Сюжет повести сосредоточен на фигуре Евгении Ивановны, которая является «невольной» эмигранткой, милой и несчастной женщиной, юной женой, человеком со стойким характером, непоколебимым духом, крепящимся истинными правилами жизни. Героиня разделила участь белого офицера, но через полгода была им брошена на чужбине на произвол судьбы. Женя познает полную меру унижения, отчаяния, нищеты. Чужой мир для заглавной героини является гранью допущения крайностей, базисом противопоставлений, пространством обретения и познания себя. Стоит предположить, что такой вариант разверстки художественной нарраци близок текстам А.С. Пушкина и Н.С. Лескова. Классические начала становятся в повести «Evgenia Ivanovna» духовными скрепами. Ориентир на пушкинских «Кавказского пленника», «Цыган», «Египетские ночи» позволяет констатировать желание Л.М. Леонова на основе традиции обрести самость. Лесковский же пласт как бы претворяет орнаментальность судьбы героев: здесь и «Некуда», «На ножах», «Островитяне», «Житие одной бабы», «Леди Макбет Мценского уезда», «Очарованный странник». Фабула леоновского текста основана на смене/повороте от счастья как такового к случаю, меняющему весь нормальный ход событий: Когда Женя уже прощалась с жизнью, явился спаситель в лице англичанина мистера Пикеринга, который и протянул ей руку помощи. Пикеринг приглашает Женю с собой в качестве секретаря в ближневосточную археологическую экспедицию. Он любит героиню, восхищается искренностью, умением быть настоящей, при этом основное желание Пикеринга – привязать Женю к себе, обрести вместе ту так необходимую гармонию, без которой человек не мыслит земное существование. Следовательно, заданность судьбы превращает ориентиры намеченного лишь только в иллюзию, грезы, мечту.

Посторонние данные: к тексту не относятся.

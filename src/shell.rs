//! Game shell: the screen state machine a presenter drives with key presses and frame ticks.
//!
//! The shell owns the menus, the quick match and the cup session, and turns
//! minigame outcomes into cup results. It does no drawing and plays no sound:
//! a presenter renders [`Shell::view`] and plays the [`Cue`]s from
//! [`Shell::drain_cues`].

use crate::logic::{
    advance_cup, initialize_cup, pending_player_match, Advance, Minigame, QuickMatch,
    QuickMatchStatus, SkillMinigameResolver,
};
use crate::models::{Cup, CupStatus, Team, TeamId};
use crate::roster::Roster;
use rand::rngs::StdRng;
use rand::SeedableRng;
use serde::{Deserialize, Serialize};
use std::sync::Arc;

/// Main menu entries, in display order.
pub const MENU_OPTIONS: [MenuOption; 3] = [MenuOption::QuickMatch, MenuOption::Cup, MenuOption::Quit];

/// Teams visible at once on the team-select screen.
pub const TEAMS_PER_PAGE: usize = 10;

#[derive(Clone, Copy, Debug, Eq, PartialEq, Serialize, Deserialize)]
#[serde(rename_all = "snake_case")]
pub enum MenuOption {
    QuickMatch,
    Cup,
    Quit,
}

impl MenuOption {
    pub fn label(self) -> &'static str {
        match self {
            MenuOption::QuickMatch => "Quick Match",
            MenuOption::Cup => "Cup",
            MenuOption::Quit => "Quit",
        }
    }
}

/// Keys the shell understands. Each press is an edge event consumed by the next tick.
#[derive(Clone, Copy, Debug, Eq, PartialEq, Serialize, Deserialize)]
#[serde(rename_all = "snake_case")]
pub enum Key {
    Up,
    Down,
    Enter,
    /// Minigame action (space bar).
    Action,
    /// Close the game.
    Quit,
}

/// Sound effects the presenter should play.
#[derive(Clone, Copy, Debug, Eq, PartialEq, Serialize, Deserialize)]
#[serde(rename_all = "snake_case")]
pub enum Cue {
    MenuNavigate,
    MenuSelect,
    MinigameAction,
    MinigameWin,
    MinigameLoss,
}

/// Shell settings taken from the game config.
#[derive(Clone, Copy, Debug, Eq, PartialEq)]
pub struct ShellSettings {
    pub field_size: usize,
    pub quick_match_team_id: TeamId,
}

#[derive(Clone, Debug)]
enum Screen {
    MainMenu,
    QuickMatch {
        game: QuickMatch,
        minigame: Option<Minigame>,
    },
    TeamSelect {
        selected: usize,
        scroll_offset: usize,
    },
    CupActive,
    PlayerMatch {
        resolver: SkillMinigameResolver,
    },
    /// Cup over: finished, or halted on error.
    CupFinished,
    Closed,
}

pub struct Shell {
    roster: Arc<Roster>,
    settings: ShellSettings,
    rng: StdRng,
    screen: Screen,
    menu_selected: usize,
    cup: Option<Cup>,
    pending_keys: Vec<Key>,
    cues: Vec<Cue>,
    last_error: Option<String>,
    frame: u64,
}

impl Shell {
    /// New shell on the main menu. `seed` makes every random choice reproducible.
    pub fn new(roster: Arc<Roster>, settings: ShellSettings, seed: Option<u64>) -> Self {
        let rng = match seed {
            Some(seed) => StdRng::seed_from_u64(seed),
            None => StdRng::from_entropy(),
        };
        Self {
            roster,
            settings,
            rng,
            screen: Screen::MainMenu,
            menu_selected: 0,
            cup: None,
            pending_keys: Vec::new(),
            cues: Vec::new(),
            last_error: None,
            frame: 0,
        }
    }

    /// Queue a key press for the next tick.
    pub fn press(&mut self, key: Key) {
        self.pending_keys.push(key);
    }

    /// Cues emitted since the last call.
    pub fn drain_cues(&mut self) -> Vec<Cue> {
        std::mem::take(&mut self.cues)
    }

    pub fn cup(&self) -> Option<&Cup> {
        self.cup.as_ref()
    }

    pub fn is_closed(&self) -> bool {
        matches!(self.screen, Screen::Closed)
    }

    pub fn frame(&self) -> u64 {
        self.frame
    }

    /// Run one frame: apply queued keys in order, then advance whatever the
    /// current screen runs. Several `Action` presses in one frame count once.
    pub fn tick(&mut self) {
        if self.is_closed() {
            self.pending_keys.clear();
            return;
        }
        self.frame += 1;
        let keys = std::mem::take(&mut self.pending_keys);
        let action = keys.contains(&Key::Action);
        for key in keys.into_iter().filter(|k| *k != Key::Action) {
            self.handle_key(key);
        }
        self.update(action);
    }

    fn handle_key(&mut self, key: Key) {
        if key == Key::Quit {
            log::info!("Game closed");
            self.screen = Screen::Closed;
            return;
        }
        match &mut self.screen {
            Screen::MainMenu => match key {
                Key::Up => {
                    self.menu_selected = (self.menu_selected + MENU_OPTIONS.len() - 1) % MENU_OPTIONS.len();
                    self.cues.push(Cue::MenuNavigate);
                }
                Key::Down => {
                    self.menu_selected = (self.menu_selected + 1) % MENU_OPTIONS.len();
                    self.cues.push(Cue::MenuNavigate);
                }
                Key::Enter => {
                    self.cues.push(Cue::MenuSelect);
                    self.select_menu_option();
                }
                _ => {}
            },
            Screen::QuickMatch { game, .. } => {
                if key == Key::Enter && game.status == QuickMatchStatus::Finished {
                    self.screen = Screen::MainMenu;
                }
            }
            Screen::TeamSelect {
                selected,
                scroll_offset,
            } => {
                let count = self.roster.len();
                match key {
                    Key::Up => {
                        *selected = (*selected + count - 1) % count;
                        *scroll_offset = scroll_window(*selected, *scroll_offset);
                        self.cues.push(Cue::MenuNavigate);
                    }
                    Key::Down => {
                        *selected = (*selected + 1) % count;
                        *scroll_offset = scroll_window(*selected, *scroll_offset);
                        self.cues.push(Cue::MenuNavigate);
                    }
                    Key::Enter => {
                        let team_id = self.roster.all()[*selected].id;
                        self.cues.push(Cue::MenuSelect);
                        self.start_cup(team_id);
                    }
                    _ => {}
                }
            }
            Screen::PlayerMatch { resolver } => {
                if key == Key::Enter && resolver.outcome().is_some() {
                    self.screen = Screen::CupActive;
                }
            }
            Screen::CupFinished => {
                if key == Key::Enter {
                    self.cup = None;
                    self.screen = Screen::MainMenu;
                }
            }
            Screen::CupActive | Screen::Closed => {}
        }
    }

    fn select_menu_option(&mut self) {
        let option = MENU_OPTIONS[self.menu_selected];
        log::debug!("Menu selected: {}", option.label());
        match option {
            MenuOption::QuickMatch => {
                let game = QuickMatch::start(&self.roster, self.settings.quick_match_team_id, &mut self.rng);
                self.screen = Screen::QuickMatch {
                    game,
                    minigame: None,
                };
            }
            MenuOption::Cup => {
                self.screen = Screen::TeamSelect {
                    selected: 0,
                    scroll_offset: 0,
                };
            }
            MenuOption::Quit => {
                log::info!("Game closed from menu");
                self.screen = Screen::Closed;
            }
        }
    }

    fn start_cup(&mut self, team_id: TeamId) {
        match initialize_cup(&self.roster, team_id, self.settings.field_size, &mut self.rng) {
            Ok(cup) => {
                self.last_error = None;
                self.cup = Some(cup);
                self.screen = Screen::CupActive;
            }
            Err(e) => {
                log::warn!("Could not start cup: {}", e);
                self.last_error = Some(e.to_string());
                self.screen = Screen::MainMenu;
            }
        }
    }

    fn update(&mut self, action: bool) {
        match &mut self.screen {
            Screen::QuickMatch { game, minigame } => match game.status {
                QuickMatchStatus::Starting => {
                    game.begin_play();
                    *minigame = Some(Minigame::start(&mut self.rng));
                }
                QuickMatchStatus::Playing => {
                    let Some(mg) = minigame.as_mut() else {
                        *minigame = Some(Minigame::start(&mut self.rng));
                        return;
                    };
                    if action && mg.is_active() {
                        self.cues.push(Cue::MinigameAction);
                    }
                    mg.tick(action);
                    if let Some(player_won) = mg.player_won() {
                        game.finish(player_won);
                        self.cues.push(outcome_cue(player_won));
                    }
                }
                QuickMatchStatus::Finished => {}
            },
            Screen::PlayerMatch { resolver } => {
                if resolver.outcome().is_some() {
                    return;
                }
                if action {
                    self.cues.push(Cue::MinigameAction);
                }
                resolver.tick(action);
                let Some(cup) = self.cup.as_mut() else {
                    self.screen = Screen::MainMenu;
                    return;
                };
                match resolver.report(cup) {
                    Ok(Some(player_won)) => self.cues.push(outcome_cue(player_won)),
                    Ok(None) => {}
                    Err(e) => {
                        log::warn!("Could not report player match: {}", e);
                        self.last_error = Some(e.to_string());
                    }
                }
            }
            Screen::CupActive => self.update_cup(),
            Screen::MainMenu | Screen::TeamSelect { .. } | Screen::CupFinished | Screen::Closed => {}
        }
    }

    fn update_cup(&mut self) {
        let Some(cup) = self.cup.as_mut() else {
            self.screen = Screen::MainMenu;
            return;
        };
        if let Some(m) = pending_player_match(cup) {
            log::info!("Next player cup match: {} vs {}", m.team_1.name, m.team_2.name);
            self.screen = Screen::PlayerMatch {
                resolver: SkillMinigameResolver::start(m.id.clone(), &mut self.rng),
            };
            return;
        }
        match advance_cup(cup, &mut self.rng) {
            Advance::Finished(_) => self.screen = Screen::CupFinished,
            Advance::Inactive(CupStatus::Error) => {
                self.last_error = cup.diagnostic.clone();
                self.screen = Screen::CupFinished;
            }
            Advance::Inactive(_) => self.screen = Screen::CupFinished,
            Advance::NextStage(_) | Advance::AwaitingPlayer(_) => {}
        }
    }

    /// Serializable snapshot for the presenter.
    pub fn view(&self) -> ShellView {
        let screen = match &self.screen {
            Screen::MainMenu => ScreenView::MainMenu {
                options: MENU_OPTIONS.iter().map(|o| o.label()).collect(),
                selected: self.menu_selected,
            },
            Screen::QuickMatch { game, minigame } => ScreenView::QuickMatch {
                quick_match: game.clone(),
                minigame: minigame.clone(),
            },
            Screen::TeamSelect {
                selected,
                scroll_offset,
            } => {
                let teams = self.roster.all();
                let end = (*scroll_offset + TEAMS_PER_PAGE).min(teams.len());
                ScreenView::TeamSelect {
                    teams: teams[*scroll_offset..end].to_vec(),
                    selected: *selected,
                    scroll_offset: *scroll_offset,
                    selected_team: teams[*selected].clone(),
                }
            }
            Screen::CupActive => ScreenView::CupActive {
                stage: self
                    .cup
                    .as_ref()
                    .map(|c| c.current_stage_name().to_string())
                    .unwrap_or_default(),
            },
            Screen::PlayerMatch { resolver } => {
                let (player_team, opponent_team) = self
                    .cup
                    .as_ref()
                    .and_then(|c| {
                        let m = c.find_match(resolver.match_id())?;
                        let player = m.side_of(c.player_team_id())?;
                        Some((m.team(player).clone(), m.team(player.opposite()).clone()))
                    })
                    .unwrap_or_else(|| (Team::placeholder(), Team::placeholder_opponent()));
                ScreenView::PlayerMatch {
                    match_id: resolver.match_id().to_string(),
                    player_team,
                    opponent_team,
                    minigame: resolver.minigame().clone(),
                }
            }
            Screen::CupFinished => ScreenView::CupFinished {
                status: self.cup.as_ref().map(|c| c.status).unwrap_or_default(),
                winner: self.cup.as_ref().and_then(|c| c.cup_winner.clone()),
                diagnostic: self.cup.as_ref().and_then(|c| c.diagnostic.clone()),
            },
            Screen::Closed => ScreenView::Closed,
        };
        ShellView {
            screen,
            cup: self.cup.clone(),
            last_error: self.last_error.clone(),
            frame: self.frame,
        }
    }
}

/// What the presenter should draw.
#[derive(Clone, Debug, Serialize)]
#[serde(tag = "kind", rename_all = "snake_case")]
pub enum ScreenView {
    MainMenu {
        options: Vec<&'static str>,
        selected: usize,
    },
    QuickMatch {
        quick_match: QuickMatch,
        minigame: Option<Minigame>,
    },
    TeamSelect {
        /// The visible page only.
        teams: Vec<Team>,
        selected: usize,
        scroll_offset: usize,
        selected_team: Team,
    },
    CupActive {
        stage: String,
    },
    PlayerMatch {
        match_id: String,
        player_team: Team,
        opponent_team: Team,
        minigame: Minigame,
    },
    CupFinished {
        status: CupStatus,
        winner: Option<Team>,
        diagnostic: Option<String>,
    },
    Closed,
}

#[derive(Clone, Debug, Serialize)]
pub struct ShellView {
    pub screen: ScreenView,
    /// Full bracket, for drawing behind the current screen.
    pub cup: Option<Cup>,
    pub last_error: Option<String>,
    pub frame: u64,
}

/// Keep `selected` inside a `TEAMS_PER_PAGE` window starting at `offset`.
fn scroll_window(selected: usize, offset: usize) -> usize {
    if selected < offset {
        selected
    } else if selected >= offset + TEAMS_PER_PAGE {
        selected + 1 - TEAMS_PER_PAGE
    } else {
        offset
    }
}

fn outcome_cue(player_won: bool) -> Cue {
    if player_won {
        Cue::MinigameWin
    } else {
        Cue::MinigameLoss
    }
}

Леонид Леонов как мастер стилистической игры языковой уровень повести доводит до пределов совершенства. Необычайно точно и художественно звучит практически каждое слово в описании/пейзаже, который одновременно есть и фон, где разворачиваются события, и место реального пребывания героев – Кавказ, Европа, Турция, Россия, и дополнительный маркер эмоционально-чувственных переживаний. Ведь именно переживания становятся для автора проблемой дешифровки, так как их весьма непросто понять, изобразить, признать сильнейшим манипулятором сознания, мышления. Как отмечает В.И. Хрулев, «поэтическая мысль Леонова не только многослойна, но и прихотлива, ажурна… Мысль художника влечет к тайнам жизни…» [16, с. 103]. «Помимо параметров наррации, слышен и виден всезнающий голос автора-устроителя, демиурга, создателя художественной парадигмы, который еще более влияет на текст-модель и ведет читателя по эмоционально-кодифицированным координатам» [5, с. 79].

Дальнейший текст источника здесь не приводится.